D. E. Fowler, a real estate broker, plaintiff below, alleged that he was employed by Aubrey J. Roberts and Thomas S. Christopher, the defendants, to assist them in purchasing, at $125 per acre, a farm located near Grand Prairie, Dallas county, that belonged to Mrs. Elmenor Poindexter, a widow, her three grown sons, and three minor grandchildren; that defendants agreed to pay plaintiff for his services a fee of $350, and further it was understood that he was to represent the sellers and would be paid by *Page 340 them an additional fee of $200. Plaintiff alleged that he secured acceptance of the defendants' proposition, by the owners, the execution of a written contract to that effect by Mrs. Poindexter, one of the owners, and, while the contract was signed by one J. T. Hatcher as purchaser, he was not interested in the transaction but signed at the instance and on behalf of defendants, the real purchasers.
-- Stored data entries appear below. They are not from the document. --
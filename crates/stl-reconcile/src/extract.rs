//! Metadata account extraction.
//!
//! Each `AffectedNodes` element decodes into a [`LedgerEntryEffect`]. The
//! addresses taken from an effect are exactly those named in
//! [`ADDRESS_FIELDS`], read from the effect's selected field set.
//!
//! Never fails: absent or malformed metadata contributes nothing.

use std::collections::BTreeSet;

use serde_json::{Map, Value};
use stl_schemas::LedgerAddress;

/// Where an address may live inside a ledger entry's field set.
#[derive(Debug, Clone, Copy, PartialEq, Eq)]
pub enum AddressField {
    /// Top-level string field.
    Direct(&'static str),
    /// String sub-field of an object field (trust-line limits).
    Nested(&'static str, &'static str),
}

/// Address policy for affected ledger entries.
pub const ADDRESS_FIELDS: &[AddressField] = &[
    AddressField::Direct("Account"),
    AddressField::Direct("Destination"),
    AddressField::Direct("Owner"),
    AddressField::Nested("LowLimit", "issuer"),
    AddressField::Nested("HighLimit", "issuer"),
    AddressField::Direct("Issuer"),
];

/// Type and selected field set of one affected entry.
#[derive(Debug, Clone, PartialEq, Default)]
pub struct AffectedEntry {
    pub ledger_entry_type: Option<String>,
    /// `FinalFields`, else `NewFields`, else `PreviousFields`.
    pub fields: Map<String, Value>,
}

/// One element of `meta.AffectedNodes`.
#[derive(Debug, Clone, PartialEq)]
pub enum LedgerEntryEffect {
    Created(AffectedEntry),
    Modified(AffectedEntry),
    Deleted(AffectedEntry),
}

impl LedgerEntryEffect {
    pub fn entry(&self) -> &AffectedEntry {
        match self {
            LedgerEntryEffect::Created(e)
            | LedgerEntryEffect::Modified(e)
            | LedgerEntryEffect::Deleted(e) => e,
        }
    }

    /// Values of [`ADDRESS_FIELDS`] that carry the address sigil.
    pub fn addresses(&self) -> impl Iterator<Item = LedgerAddress> + '_ {
        let fields = &self.entry().fields;
        ADDRESS_FIELDS.iter().filter_map(move |f| {
            let v = match *f {
                AddressField::Direct(key) => fields.get(key),
                AddressField::Nested(outer, inner) => fields.get(outer).and_then(|o| o.get(inner)),
            };
            v.and_then(Value::as_str).and_then(LedgerAddress::from_ledger)
        })
    }
}

fn decode_entry(node: &Value) -> AffectedEntry {
    let field_set = ["FinalFields", "NewFields", "PreviousFields"]
        .iter()
        .find_map(|k| node.get(*k).and_then(Value::as_object))
        .cloned()
        .unwrap_or_default();
    AffectedEntry {
        ledger_entry_type: node
            .get("LedgerEntryType")
            .and_then(Value::as_str)
            .map(str::to_string),
        fields: field_set,
    }
}

fn decode_node(node: &Value) -> Option<LedgerEntryEffect> {
    let obj = node.as_object()?;
    if let Some(inner) = obj.get("CreatedNode") {
        Some(LedgerEntryEffect::Created(decode_entry(inner)))
    } else if let Some(inner) = obj.get("ModifiedNode") {
        Some(LedgerEntryEffect::Modified(decode_entry(inner)))
    } else {
        obj.get("DeletedNode")
            .map(|inner| LedgerEntryEffect::Deleted(decode_entry(inner)))
    }
}

/// Decode `meta.AffectedNodes`. Unrecognised elements are skipped.
pub fn decode_effects(meta: &Value) -> Vec<LedgerEntryEffect> {
    meta.get("AffectedNodes")
        .and_then(Value::as_array)
        .map(|nodes| nodes.iter().filter_map(decode_node).collect())
        .unwrap_or_default()
}

/// Every address referenced by the transaction's effects.
pub fn extract_accounts(meta: Option<&Value>) -> BTreeSet<LedgerAddress> {
    let Some(meta) = meta else {
        return BTreeSet::new();
    };
    let effects = decode_effects(meta);
    effects.iter().flat_map(|e| e.addresses()).collect()
}
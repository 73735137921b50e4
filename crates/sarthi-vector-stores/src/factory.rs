//! Factory for creating vector store backends.

use std::sync::Arc;

use sarthi_core::error::SarthiResult;
use sarthi_core::traits::{VectorStore, VectorStoreConfig, VectorStoreProvider};

use crate::memory::MemoryVectorStore;
#[cfg(feature = "pinecone")]
use crate::pinecone::PineconeVectorStore;

/// Factory for creating vector store backends.
pub struct VectorStoreFactory;

impl VectorStoreFactory {
    /// Create a vector store from the given configuration.
    pub fn create(config: VectorStoreConfig) -> SarthiResult<Arc<dyn VectorStore>> {
        match config.provider {
            #[cfg(feature = "pinecone")]
            VectorStoreProvider::Pinecone => {
                let store = PineconeVectorStore::new(config)?;
                Ok(Arc::new(store))
            }
            #[cfg(not(feature = "pinecone"))]
            VectorStoreProvider::Pinecone => Err(sarthi_core::error::SarthiError::Configuration(
                "Pinecone feature not enabled. Enable the 'pinecone' feature.".to_string(),
            )),
            VectorStoreProvider::Memory => Ok(Arc::new(MemoryVectorStore::new())),
        }
    }

    /// Create an in-memory store, for local runs and tests.
    pub fn memory() -> Arc<dyn VectorStore> {
        Arc::new(MemoryVectorStore::new())
    }
}
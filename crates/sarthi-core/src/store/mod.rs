//! Relational persistence for materials and chat messages.

mod sqlite;

pub use sqlite::SqliteStore;
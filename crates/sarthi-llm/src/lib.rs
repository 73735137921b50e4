//! sarthi-llm - Chat LLM provider implementations for sarthi.
//!
//! # Supported Providers
//!
//! - **OpenAI** (feature: `openai`) - gpt-4o-mini and friends, with token streaming
//! - **Ollama** (feature: `ollama`) - Local models via Ollama, with token streaming
//!
//! # Example
//!
//! ```ignore
//! use sarthi_llm::LlmFactory;
//!
//! let llm = LlmFactory::openai_with_model("gpt-4o-mini")?;
//! let mut stream = llm.stream_chat(&turns).await?;
//! ```

mod factory;
mod ollama;
mod openai;

pub use factory::LlmFactory;
pub use ollama::OllamaLlm;
pub use openai::OpenAILlm;

// Re-export core types for convenience
pub use sarthi_core::traits::{ChatLlm, LlmConfig, LlmProvider, TokenStream};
Plaintiff further alleged that defendants agreed to take all necessary steps to have the disability of one of the minors, Floyd O'Donnell, a young man of 19 years of age, removed and secure the appointment of a guardian for the estates of the two Farley children, the other minor grandchildren, in order that their interests in the property might be legally sold and conveyed. Plaintiff alleged that defendants failed to institute any of these proceedings, and on being charged by him with their negligence in this respect informed plaintiff that they were through with the trade and did not intend to purchase the land. Plaintiff thereupon filed this suit, claiming that he was damaged in the sum of $350, the amount of the fee they agreed to pay, also the further sum of $200, the amount of the fee the owners of the land had agreed to pay.

Defendants answered by general and special denials and specially excepted to that part of the petition wherein plaintiff sought to recover the $200 fee he was to receive from the owners of the land. The court sustained this exception and struck out that part of the petition to which it was directed. To this action plaintiff excepted and brings the question up for review by cross-assignment.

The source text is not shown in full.